Material provided =
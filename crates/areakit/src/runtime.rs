//! Effect runtime.
//!
//! Owns a [`State`] and executes the [`Command`]s its updates return:
//! navigation goes through the router, copies through the clipboard and
//! delayed messages wait in a timer queue until [`Runtime::tick`] reaches
//! their due time. Time is whatever monotonic clock the host supplies;
//! hosts that receive input between ticks report it with
//! [`Runtime::dispatch_at`] so delays start from the moment of the input.

use crate::browser::router::BrowserRouter;
use areakit_core::{Clipboard, Command, State};
use std::time::Duration;

struct Timer<M> {
    due: Duration,
    seq: u64,
    message: M,
}

/// Drives a view-model and performs its side effects.
pub struct Runtime<S: State> {
    state: S,
    router: BrowserRouter,
    clipboard: Clipboard,
    timers: Vec<Timer<S::Message>>,
    next_seq: u64,
    now: Duration,
}

impl<S: State> Runtime<S> {
    /// Create a runtime at time zero.
    pub fn new(state: S, router: BrowserRouter, clipboard: Clipboard) -> Self {
        Self {
            state,
            router,
            clipboard,
            timers: Vec::new(),
            next_seq: 0,
            now: Duration::ZERO,
        }
    }

    /// Current state.
    pub const fn state(&self) -> &S {
        &self.state
    }

    /// Mutable state, for host-side adjustments that produce no commands.
    pub fn state_mut(&mut self) -> &mut S {
        &mut self.state
    }

    /// The router.
    pub const fn router(&self) -> &BrowserRouter {
        &self.router
    }

    /// The clipboard.
    pub const fn clipboard(&self) -> &Clipboard {
        &self.clipboard
    }

    /// Latest host time seen by [`Runtime::tick`] or [`Runtime::dispatch_at`].
    pub const fn now(&self) -> Duration {
        self.now
    }

    /// Number of queued delayed messages.
    pub fn pending_timers(&self) -> usize {
        self.timers.len()
    }

    /// Due time of the earliest queued message.
    pub fn next_due(&self) -> Option<Duration> {
        self.timers.iter().map(|t| t.due).min()
    }

    /// Update the state with `msg` and execute the resulting command.
    pub fn dispatch(&mut self, msg: S::Message) {
        let cmd = self.state.update(msg);
        self.execute(cmd);
    }

    /// Advance the clock to `now`, then dispatch `msg`.
    ///
    /// Delayed messages the update schedules are due relative to `now`.
    /// Timers already due are left for the next [`Runtime::tick`].
    pub fn dispatch_at(&mut self, now: Duration, msg: S::Message) {
        self.now = self.now.max(now);
        self.dispatch(msg);
    }

    /// Execute a command.
    pub fn execute(&mut self, cmd: Command<S::Message>) {
        for leaf in cmd.into_leaves() {
            match leaf {
                Command::Navigate { route } => {
                    if self.router.pathname() == route {
                        tracing::debug!(%route, "already at route");
                    } else {
                        self.router.push(&route);
                    }
                }
                Command::CopyToClipboard { text } => {
                    self.clipboard.write_text(&text);
                }
                Command::After { delay, message } => {
                    let seq = self.next_seq;
                    self.next_seq += 1;
                    self.timers.push(Timer {
                        due: self.now.saturating_add(delay),
                        seq,
                        message,
                    });
                }
                Command::None | Command::Batch(_) => {}
            }
        }
    }

    /// Advance the clock to `now` and deliver every message due by then.
    ///
    /// Messages are delivered in due-time order, ties in scheduling order.
    /// The clock never moves backwards. Returns the number delivered.
    pub fn tick(&mut self, now: Duration) -> usize {
        self.now = self.now.max(now);
        let mut delivered = 0;
        while let Some(index) = self.next_ready() {
            let timer = self.timers.swap_remove(index);
            self.dispatch(timer.message);
            delivered += 1;
        }
        delivered
    }

    fn next_ready(&self) -> Option<usize> {
        self.timers
            .iter()
            .enumerate()
            .filter(|(_, t)| t.due <= self.now)
            .min_by_key(|(_, t)| (t.due, t.seq))
            .map(|(i, _)| i)
    }
}

/// Convert a host timestamp in milliseconds to a clock reading.
///
/// Negative and NaN timestamps read as zero; values too large for a
/// [`Duration`] saturate.
pub fn host_time(now_ms: f64) -> Duration {
    let secs = now_ms.max(0.0) / 1000.0;
    Duration::try_from_secs_f64(secs).unwrap_or(Duration::MAX)
}

impl<S: State + std::fmt::Debug> std::fmt::Debug for Runtime<S> {
    fn fmt(&self, f: &mut std::fmt::Formatter<'_>) -> std::fmt::Result {
        f.debug_struct("Runtime")
            .field("state", &self.state)
            .field("route", &self.router.pathname())
            .field("pending_timers", &self.timers.len())
            .field("now", &self.now)
            .finish()
    }
}

#[cfg(test)]
mod tests {
    use super::*;
    use areakit_core::MemoryClipboard;
    use serde::{Deserialize, Serialize};

    #[derive(Debug, Clone, Default, Serialize, Deserialize)]
    struct Log {
        seen: Vec<String>,
    }

    #[derive(Debug, Clone)]
    enum LogMessage {
        Record(String),
        Later(u64, String),
        Copy(String),
        Go(String),
    }

    impl State for Log {
        type Message = LogMessage;

        fn update(&mut self, msg: Self::Message) -> Command<Self::Message> {
            match msg {
                LogMessage::Record(s) => {
                    self.seen.push(s);
                    Command::None
                }
                LogMessage::Later(ms, s) => {
                    Command::after(Duration::from_millis(ms), LogMessage::Record(s))
                }
                LogMessage::Copy(s) => Command::copy(s),
                LogMessage::Go(route) => Command::navigate(route),
            }
        }
    }

    fn runtime() -> (Runtime<Log>, MemoryClipboard) {
        let store = MemoryClipboard::new();
        let rt = Runtime::new(
            Log::default(),
            BrowserRouter::new(),
            Clipboard::memory(store.clone()),
        );
        (rt, store)
    }

    #[test]
    fn test_copy_writes_clipboard() {
        let (mut rt, store) = runtime();
        rt.dispatch(LogMessage::Copy("hello".to_string()));
        assert_eq!(store.text().as_deref(), Some("hello"));
    }

    #[test]
    fn test_navigate_pushes_once() {
        let (mut rt, _) = runtime();
        rt.dispatch(LogMessage::Go("/qgis-query".to_string()));
        rt.dispatch(LogMessage::Go("/qgis-query".to_string()));
        assert_eq!(rt.router().pathname(), "/qgis-query");
        assert_eq!(rt.router().history_len(), 2);
    }

    #[test]
    fn test_delayed_messages_wait_for_tick() {
        let (mut rt, _) = runtime();
        rt.dispatch(LogMessage::Later(100, "a".to_string()));
        assert_eq!(rt.pending_timers(), 1);
        assert_eq!(rt.next_due(), Some(Duration::from_millis(100)));

        assert_eq!(rt.tick(Duration::from_millis(99)), 0);
        assert!(rt.state().seen.is_empty());

        assert_eq!(rt.tick(Duration::from_millis(100)), 1);
        assert_eq!(rt.state().seen, vec!["a"]);
        assert_eq!(rt.pending_timers(), 0);
    }

    #[test]
    fn test_delivery_order() {
        let (mut rt, _) = runtime();
        rt.dispatch(LogMessage::Later(30, "late".to_string()));
        rt.dispatch(LogMessage::Later(10, "first".to_string()));
        rt.dispatch(LogMessage::Later(10, "second".to_string()));
        assert_eq!(rt.tick(Duration::from_secs(1)), 3);
        assert_eq!(rt.state().seen, vec!["first", "second", "late"]);
    }

    #[test]
    fn test_delay_is_relative_to_last_tick() {
        let (mut rt, _) = runtime();
        rt.tick(Duration::from_millis(500));
        rt.dispatch(LogMessage::Later(100, "x".to_string()));
        assert_eq!(rt.next_due(), Some(Duration::from_millis(600)));
    }

    #[test]
    fn test_dispatch_at_starts_delay_at_input_time() {
        let (mut rt, _) = runtime();
        rt.dispatch_at(Duration::from_secs(60), LogMessage::Later(1600, "x".to_string()));
        assert_eq!(rt.next_due(), Some(Duration::from_millis(61_600)));

        assert_eq!(rt.tick(Duration::from_millis(61_599)), 0);
        assert!(rt.state().seen.is_empty());
        assert_eq!(rt.tick(Duration::from_millis(61_600)), 1);
        assert_eq!(rt.state().seen, vec!["x"]);
    }

    #[test]
    fn test_dispatch_at_does_not_deliver_due_timers() {
        let (mut rt, _) = runtime();
        rt.dispatch(LogMessage::Later(10, "old".to_string()));
        rt.dispatch_at(Duration::from_secs(1), LogMessage::Record("now".to_string()));
        assert_eq!(rt.state().seen, vec!["now"]);
        assert_eq!(rt.tick(Duration::from_secs(1)), 1);
        assert_eq!(rt.state().seen, vec!["now", "old"]);
    }

    #[test]
    fn test_dispatch_at_keeps_clock_monotonic() {
        let (mut rt, _) = runtime();
        rt.tick(Duration::from_millis(500));
        rt.dispatch_at(Duration::from_millis(200), LogMessage::Later(100, "x".to_string()));
        assert_eq!(rt.next_due(), Some(Duration::from_millis(600)));
    }

    #[test]
    fn test_host_time() {
        assert_eq!(host_time(1500.0), Duration::from_millis(1500));
        assert_eq!(host_time(-3.0), Duration::ZERO);
        assert_eq!(host_time(f64::NAN), Duration::ZERO);
        assert_eq!(host_time(f64::INFINITY), Duration::MAX);
        assert_eq!(host_time(f64::MAX), Duration::MAX);
    }

    #[test]
    fn test_clock_never_moves_backwards() {
        let (mut rt, _) = runtime();
        rt.tick(Duration::from_millis(500));
        rt.tick(Duration::from_millis(100));
        assert_eq!(rt.now(), Duration::from_millis(500));
    }
}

Your task =
Give every line of the material that includes the string "already".

Reply =
    /// Timers already due are left for the next [`Runtime::tick`].
                        tracing::debug!(%route, "already at route");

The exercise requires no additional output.